Frequently Asked Questions

Applicant Eligibility

Who can apply to the Grants for Creative Individuals?
To apply for this grant, you must be an artist, culture bearer, or creative practitioner active in any artistic discipline or cultural tradition.  Applicants must be 18 years or older. Applicants must be full-year residents of Massachusetts in the calendar year you apply as well the calendar year the grants are awarded. (This means you maintain your “legal residence” in Massachusetts, and you meet the definition of a “full-year resident”. Both terms are defined in the Massachusetts tax code. You must provide a physical address in your application.)

I’m a full-time student. Can I apply?
Unfortunately, we cannot accept applications from individuals currently enrolled full-time at a college or university in 1. an undergraduate program or 2. graduate program in the arts.

Can I apply as a collaborative team?
No, applicants need to apply individually to the Grants for Creative Individuals. If both members of the collaborative team meet the Eligibility requirements, both can apply. If the submitted work samples were created collaboratively, make sure to note that in the Work Sample Description, and be clear about what was your contribution to creating the work.

How do you define “artist/creative practitioner”?
We define “artist/creative practitioner” as an individual working in arts, crafts, dance, design, digital media, film/video, world arts, literature, music, performance, photography, theater, and visual arts. Examples include but are not limited to actors, street artists, drag artists, DJs, theater designers and directors, puppeteers, comedians, choreographers, dancers, filmmakers/videographers, musicians, composers, conductors, creative writers of all genres and formats, muralists/public artists, and community-based artists and visual artists of all kinds. If you have any questions about whether your work is eligible for this grant, contact us.

How do you define “culture bearer or traditional artist”?
We define “culture bearer or traditional artist” as an individual whose creative/artistic practice is reflective of the cultural heritage of a community. Most often, a culture bearer/traditional artist is trained for years by mentor artists or community elders and carries a commitment to sustaining a living tradition. Their tradition and cultural heritage is apparent in both their training and in the work itself, with culturally-specific materials, forms, styles, and/or expression. Examples include Uyghur calligraphy, Irish uilleann pipes, Puerto Rican Bomba and Plena, Dominican Carnival traditions, and North Indian classical dance. Culture bearers or traditional artists may have previously applied for our Traditional Arts Apprenticeships or the Artist Fellowships in Traditional Arts. You can get a strong sense of the work of culture bearers and traditional artists by watching some of the videos in the Keepers of Tradition playlist on Mass Cultural Council’s YouTube channel.

How do you define “active”?
By “active,” we mean that you are currently committing time to practicing your art form. You do not necessarily need to derive significant income from your work in the arts (though it’s also fine if you do). The Work Samples you submit need to be recent: either currently in-progress or completed within the past five years.

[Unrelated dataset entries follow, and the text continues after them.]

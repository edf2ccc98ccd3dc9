//! Conflict detection and conflict-aware slot writes.

use tracing::{debug, info};

use crate::{
  Error, Result,
  error::store_failure,
  store::ScheduleStore,
  timetable::{NewSlot, SlotCandidate, SlotPatch, SlotQuery, TimetableSlot},
};

/// Ids of existing slots that clash with `candidate`, in ascending order.
///
/// A clash needs the same semester and day, overlapping `[start, end)`
/// ranges, and a shared course or teacher. No side effects.
pub async fn find_conflicts<S: ScheduleStore>(
  store: &S,
  candidate: &SlotCandidate,
) -> Result<Vec<i64>> {
  let query = SlotQuery {
    semester: Some(candidate.semester.clone()),
    day_of_week: Some(candidate.day_of_week),
    course_id: Some(candidate.course_id),
    teacher_id: Some(candidate.teacher_id),
    overlapping: Some(candidate.time_range()),
    exclude_id: candidate.exclude_id,
    ..Default::default()
  };
  let existing = store.find_slots(&query).await.map_err(store_failure)?;
  Ok(conflicting_ids(candidate, &existing))
}

/// The in-memory half of [`find_conflicts`]: filter `existing` down to the
/// slots that clash with `candidate`.
pub fn conflicting_ids(candidate: &SlotCandidate, existing: &[TimetableSlot]) -> Vec<i64> {
  let range = candidate.time_range();
  let mut ids: Vec<i64> = existing
    .iter()
    .filter(|s| Some(s.id) != candidate.exclude_id)
    .filter(|s| s.semester == candidate.semester && s.day_of_week == candidate.day_of_week)
    .filter(|s| s.course_id == candidate.course_id || s.teacher_id == candidate.teacher_id)
    .filter(|s| s.time_range().overlaps(&range))
    .map(|s| s.id)
    .collect();
  ids.sort_unstable();
  ids.dedup();
  ids
}

/// Validate `slot`, reject it if it clashes with the timetable, then insert
/// it (or replace `existing_id`). Returns the slot id.
///
/// The conflict check and the write are separate store calls, so two
/// concurrent writers can each pass the check and together create a clash.
/// Callers that need stronger guarantees must serialise slot writes.
pub async fn create_or_update_slot<S: ScheduleStore>(
  store: &S,
  slot: NewSlot,
  existing_id: Option<i64>,
) -> Result<i64> {
  save_slot(store, slot, existing_id).await.map(|s| s.id)
}

/// Merge `patch` onto slot `id` and save it through the same checks as
/// [`create_or_update_slot`].
pub async fn patch_slot<S: ScheduleStore>(
  store: &S,
  id: i64,
  patch: SlotPatch,
) -> Result<TimetableSlot> {
  let current = store
    .get_slot(id)
    .await
    .map_err(store_failure)?
    .ok_or(Error::SlotNotFound(id))?;
  if patch.is_empty() {
    return Ok(current);
  }
  save_slot(store, patch.apply(current), Some(id)).await
}

/// [`create_or_update_slot`], returning the slot as the store saved it.
pub async fn save_slot<S: ScheduleStore>(
  store: &S,
  slot: NewSlot,
  existing_id: Option<i64>,
) -> Result<TimetableSlot> {
  slot.validate()?;

  if let Some(id) = existing_id {
    store
      .get_slot(id)
      .await
      .map_err(store_failure)?
      .ok_or(Error::SlotNotFound(id))?;
  }

  let conflicting = find_conflicts(store, &slot.candidate(existing_id)).await?;
  if !conflicting.is_empty() {
    debug!(?conflicting, ?existing_id, "rejected slot write: schedule conflict");
    return Err(Error::ScheduleConflict { conflicting });
  }

  let saved = match existing_id {
    Some(id) => store
      .update_slot(id, slot)
      .await
      .map_err(store_failure)?
      .ok_or(Error::SlotNotFound(id))?,
    None => store.insert_slot(slot).await.map_err(store_failure)?,
  };
  info!(slot_id = saved.id, class_id = saved.class_id, "saved timetable slot");
  Ok(saved)
}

I am not an artist, culture bearer, or creative practitioner, but I bring creativity to my work in health/beauty/business/etc. Can I apply?
Unfortunately, no. There are numerous fields – examples include business advertising, hair or make-up (when unrelated to an artistic project like theater or film), culinary, yoga, alternative healing, or martial arts instruction – that benefit from creativity. We value the creative energy you bring to this work. However, this program’s funding was approved by Mass Cultural Council’s governor-appointed Council to support individuals working in artistic disciplines. So while we appreciate your creativity in your respective field, we cannot award grants to individuals who are not working in: community-based arts, crafts, dance, design, film/video, folk/traditional/world arts, literature, media arts, music, performance, photography, theater, and/or visual arts.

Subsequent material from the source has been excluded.